**What you will do:** When you write out the records, keep every line exactly as it is.

**The records:**

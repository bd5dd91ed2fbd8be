//! CSI driver provider gRPC client over unix domain sockets

use std::path::{Path, PathBuf};
use std::sync::Arc;
use std::time::Duration;

use async_trait::async_trait;
use hyper_util::rt::TokioIo;
use tokio::net::UnixStream;
use tonic::codegen::http::uri::PathAndQuery;
use tonic::transport::{Channel, Endpoint, Uri};
use tower::service_fn;
use tracing::debug;

use super::{MountContentRequest, ObjectVersions, ProviderClient, ProviderConnector};
use crate::adapters::{write_payloads, Payload};
use crate::error::{Error, Result};

const MOUNT_PATH: &str = "/v1alpha1.CSIDriverProvider/Mount";
const MAX_PROVIDER_NAME_LEN: usize = 30;

/// Messages of the `v1alpha1.CSIDriverProvider` service
pub mod v1alpha1 {
    /// Mount request sent to a provider
    #[derive(Clone, PartialEq, prost::Message)]
    pub struct MountRequest {
        #[prost(string, tag = "1")]
        pub attributes: String,
        #[prost(string, tag = "2")]
        pub secrets: String,
        #[prost(string, tag = "3")]
        pub target_path: String,
        #[prost(string, tag = "4")]
        pub permission: String,
        #[prost(message, repeated, tag = "5")]
        pub current_object_version: Vec<ObjectVersion>,
    }

    /// Mount response returned by a provider
    #[derive(Clone, PartialEq, prost::Message)]
    pub struct MountResponse {
        #[prost(message, repeated, tag = "1")]
        pub object_version: Vec<ObjectVersion>,
        #[prost(message, optional, tag = "2")]
        pub error: Option<Error>,
        #[prost(message, repeated, tag = "3")]
        pub files: Vec<File>,
    }

    #[derive(Clone, PartialEq, prost::Message)]
    pub struct ObjectVersion {
        #[prost(string, tag = "1")]
        pub id: String,
        #[prost(string, tag = "2")]
        pub version: String,
    }

    #[derive(Clone, PartialEq, prost::Message)]
    pub struct Error {
        #[prost(string, tag = "1")]
        pub code: String,
    }

    #[derive(Clone, PartialEq, prost::Message)]
    pub struct File {
        #[prost(string, tag = "1")]
        pub path: String,
        #[prost(int32, tag = "2")]
        pub mode: i32,
        #[prost(bytes = "vec", tag = "3")]
        pub contents: Vec<u8>,
    }
}

/// Check a provider name before turning it into a socket path
pub fn validate_provider_name(provider: &str) -> Result<()> {
    let valid = !provider.is_empty()
        && provider.len() <= MAX_PROVIDER_NAME_LEN
        && provider
            .chars()
            .all(|c| c.is_ascii_alphanumeric() || c == '-' || c == '_');
    if !valid {
        return Err(Error::validation(format!(
            "invalid provider name '{}': must be 1-{} characters of [a-zA-Z0-9_-]",
            provider, MAX_PROVIDER_NAME_LEN
        )));
    }
    Ok(())
}

/// Socket a provider listens on under `socket_dir`
pub fn provider_socket_path(socket_dir: &Path, provider: &str) -> PathBuf {
    socket_dir.join(format!("{}.sock", provider))
}

/// Provider client speaking gRPC over a unix socket
#[derive(Clone)]
pub struct GrpcProviderClient {
    provider: String,
    channel: Channel,
}

impl GrpcProviderClient {
    /// Create a client that connects to `socket_path` on first use
    pub fn connect_lazy(provider: &str, socket_path: PathBuf, timeout: Duration) -> Result<Self> {
        let channel = Endpoint::try_from("http://[::]:50051")?
            .timeout(timeout)
            .connect_with_connector_lazy(service_fn(move |_: Uri| {
                let socket_path = socket_path.clone();
                async move {
                    let stream = UnixStream::connect(socket_path).await?;
                    Ok::<_, std::io::Error>(TokioIo::new(stream))
                }
            }));

        Ok(Self {
            provider: provider.to_string(),
            channel,
        })
    }
}

/// Convert a provider response into recorded versions and payloads
fn into_versions(
    provider: &str,
    response: v1alpha1::MountResponse,
) -> Result<(ObjectVersions, Vec<Payload>)> {
    if let Some(err) = response.error.filter(|e| !e.code.is_empty()) {
        return Err(Error::ProviderMount {
            message: format!("provider {} failed to mount content", provider),
            code: err.code,
        });
    }

    let versions = response
        .object_version
        .into_iter()
        .map(|ov| (ov.id, ov.version))
        .collect();
    let payloads = response
        .files
        .into_iter()
        .map(|f| Payload {
            path: f.path,
            mode: f.mode as u32,
            contents: f.contents,
        })
        .collect();
    Ok((versions, payloads))
}

#[async_trait]
impl ProviderClient for GrpcProviderClient {
    async fn mount_content(&self, request: MountContentRequest) -> Result<ObjectVersions> {
        let target_path = request.target_path.clone();
        let message = v1alpha1::MountRequest {
            attributes: request.attributes,
            secrets: request.secrets,
            target_path: request.target_path,
            permission: request.permission,
            current_object_version: request
                .current_object_versions
                .into_iter()
                .map(|(id, version)| v1alpha1::ObjectVersion { id, version })
                .collect(),
        };

        let mut grpc = tonic::client::Grpc::new(self.channel.clone());
        grpc.ready().await.map_err(|e| {
            Error::provider(format!("provider {} is not ready: {}", self.provider, e))
        })?;
        let codec =
            tonic_prost::ProstCodec::<v1alpha1::MountRequest, v1alpha1::MountResponse>::default();
        let response = grpc
            .unary(
                tonic::Request::new(message),
                PathAndQuery::from_static(MOUNT_PATH),
                codec,
            )
            .await?
            .into_inner();

        let (versions, payloads) = into_versions(&self.provider, response)?;
        if !payloads.is_empty() {
            debug!(provider = %self.provider, files = payloads.len(), "Writing provider payloads");
            write_payloads(Path::new(&target_path), &payloads)?;
        }
        Ok(versions)
    }
}

/// Builds [`GrpcProviderClient`]s for providers under a socket directory
#[derive(Debug, Clone)]
pub struct UnixSocketConnector {
    socket_dir: PathBuf,
    timeout: Duration,
}

impl UnixSocketConnector {
    /// Create a connector for sockets in `socket_dir`
    pub fn new(socket_dir: impl Into<PathBuf>, timeout: Duration) -> Self {
        Self {
            socket_dir: socket_dir.into(),
            timeout,
        }
    }
}

impl ProviderConnector for UnixSocketConnector {
    fn connect(&self, provider: &str) -> Result<Arc<dyn ProviderClient>> {
        validate_provider_name(provider)?;
        let socket_path = provider_socket_path(&self.socket_dir, provider);
        if !socket_path.exists() {
            return Err(Error::provider(format!(
                "provider {} socket {:?} does not exist",
                provider, socket_path
            )));
        }
        let client = GrpcProviderClient::connect_lazy(provider, socket_path, self.timeout)?;
        Ok(Arc::new(client))
    }
}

**Written response:**
repository bd5dd91ed2fbd8be
//! CSI driver provider gRPC client over unix domain sockets

use std::path::{Path, PathBuf};
use std::sync::Arc;
use std::time::Duration;

use async_trait::async_trait;
use hyper_util::rt::TokioIo;
use tokio::net::UnixStream;
use tonic::codegen::http::uri::PathAndQuery;
use tonic::transport::{Channel, Endpoint, Uri};
use tower::service_fn;
use tracing::debug;

use super::{MountContentRequest, ObjectVersions, ProviderClient, ProviderConnector};
use crate::adapters::{write_payloads, Payload};
use crate::error::{Error, Result};

const MOUNT_PATH: &str = "/v1alpha1.CSIDriverProvider/Mount";
const MAX_PROVIDER_NAME_LEN: usize = 30;

/// Messages of the `v1alpha1.CSIDriverProvider` service
pub mod v1alpha1 {
    /// Mount request sent to a provider
    #[derive(Clone, PartialEq, prost::Message)]
    pub struct MountRequest {
        #[prost(string, tag = "1")]
        pub attributes: String,
        #[prost(string, tag = "2")]
        pub secrets: String,
        #[prost(string, tag = "3")]
        pub target_path: String,
        #[prost(string, tag = "4")]
        pub permission: String,
        #[prost(message, repeated, tag = "5")]
        pub current_object_version: Vec<ObjectVersion>,
    }

    /// Mount response returned by a provider
    #[derive(Clone, PartialEq, prost::Message)]
    pub struct MountResponse {
        #[prost(message, repeated, tag = "1")]
        pub object_version: Vec<ObjectVersion>,
        #[prost(message, optional, tag = "2")]
        pub error: Option<Error>,
        #[prost(message, repeated, tag = "3")]
        pub files: Vec<File>,
    }

    #[derive(Clone, PartialEq, prost::Message)]
    pub struct ObjectVersion {
        #[prost(string, tag = "1")]
        pub id: String,
        #[prost(string, tag = "2")]
        pub version: String,
    }

    #[derive(Clone, PartialEq, prost::Message)]
    pub struct Error {
        #[prost(string, tag = "1")]
        pub code: String,
    }

    #[derive(Clone, PartialEq, prost::Message)]
    pub struct File {
        #[prost(string, tag = "1")]
        pub path: String,
        #[prost(int32, tag = "2")]
        pub mode: i32,
        #[prost(bytes = "vec", tag = "3")]
        pub contents: Vec<u8>,
    }
}

/// Check a provider name before turning it into a socket path
pub fn validate_provider_name(provider: &str) -> Result<()> {
    let valid = !provider.is_empty()
        && provider.len() <= MAX_PROVIDER_NAME_LEN
        && provider
            .chars()
            .all(|c| c.is_ascii_alphanumeric() || c == '-' || c == '_');
    if !valid {
        return Err(Error::validation(format!(
            "invalid provider name '{}': must be 1-{} characters of [a-zA-Z0-9_-]",
            provider, MAX_PROVIDER_NAME_LEN
        )));
    }
    Ok(())
}

/// Socket a provider listens on under `socket_dir`
pub fn provider_socket_path(socket_dir: &Path, provider: &str) -> PathBuf {
    socket_dir.join(format!("{}.sock", provider))
}

/// Provider client speaking gRPC over a unix socket
#[derive(Clone)]
pub struct GrpcProviderClient {
    provider: String,
    channel: Channel,
}

impl GrpcProviderClient {
    /// Create a client that connects to `socket_path` on first use
    pub fn connect_lazy(provider: &str, socket_path: PathBuf, timeout: Duration) -> Result<Self> {
        let channel = Endpoint::try_from("http://[::]:50051")?
            .timeout(timeout)
            .connect_with_connector_lazy(service_fn(move |_: Uri| {
                let socket_path = socket_path.clone();
                async move {
                    let stream = UnixStream::connect(socket_path).await?;
                    Ok::<_, std::io::Error>(TokioIo::new(stream))
                }
            }));

        Ok(Self {
            provider: provider.to_string(),
            channel,
        })
    }
}

/// Convert a provider response into recorded versions and payloads
fn into_versions(
    provider: &str,
    response: v1alpha1::MountResponse,
) -> Result<(ObjectVersions, Vec<Payload>)> {
    if let Some(err) = response.error.filter(|e| !e.code.is_empty()) {
        return Err(Error::ProviderMount {
            message: format!("provider {} failed to mount content", provider),
            code: err.code,
        });
    }

    let versions = response
        .object_version
        .into_iter()
        .map(|ov| (ov.id, ov.version))
        .collect();
    let payloads = response
        .files
        .into_iter()
        .map(|f| Payload {
            path: f.path,
            mode: f.mode as u32,
            contents: f.contents,
        })
        .collect();
    Ok((versions, payloads))
}

#[async_trait]
impl ProviderClient for GrpcProviderClient {
    async fn mount_content(&self, request: MountContentRequest) -> Result<ObjectVersions> {
        let target_path = request.target_path.clone();
        let message = v1alpha1::MountRequest {
            attributes: request.attributes,
            secrets: request.secrets,
            target_path: request.target_path,
            permission: request.permission,
            current_object_version: request
                .current_object_versions
                .into_iter()
                .map(|(id, version)| v1alpha1::ObjectVersion { id, version })
                .collect(),
        };

        let mut grpc = tonic::client::Grpc::new(self.channel.clone());
        grpc.ready().await.map_err(|e| {
            Error::provider(format!("provider {} is not ready: {}", self.provider, e))
        })?;
        let codec =
            tonic_prost::ProstCodec::<v1alpha1::MountRequest, v1alpha1::MountResponse>::default();
        let response = grpc
            .unary(
                tonic::Request::new(message),
                PathAndQuery::from_static(MOUNT_PATH),
                codec,
            )
            .await?
            .into_inner();

        let (versions, payloads) = into_versions(&self.provider, response)?;
        if !payloads.is_empty() {
            debug!(provider = %self.provider, files = payloads.len(), "Writing provider payloads");
            write_payloads(Path::new(&target_path), &payloads)?;
        }
        Ok(versions)
    }
}

/// Builds [`GrpcProviderClient`]s for providers under a socket directory
#[derive(Debug, Clone)]
pub struct UnixSocketConnector {
    socket_dir: PathBuf,
    timeout: Duration,
}

impl UnixSocketConnector {
    /// Create a connector for sockets in `socket_dir`
    pub fn new(socket_dir: impl Into<PathBuf>, timeout: Duration) -> Self {
        Self {
            socket_dir: socket_dir.into(),
            timeout,
        }
    }
}

impl ProviderConnector for UnixSocketConnector {
    fn connect(&self, provider: &str) -> Result<Arc<dyn ProviderClient>> {
        validate_provider_name(provider)?;
        let socket_path = provider_socket_path(&self.socket_dir, provider);
        if !socket_path.exists() {
            return Err(Error::provider(format!(
                "provider {} socket {:?} does not exist",
                provider, socket_path
            )));
        }
        let client = GrpcProviderClient::connect_lazy(provider, socket_path, self.timeout)?;
        Ok(Arc::new(client))
    }
}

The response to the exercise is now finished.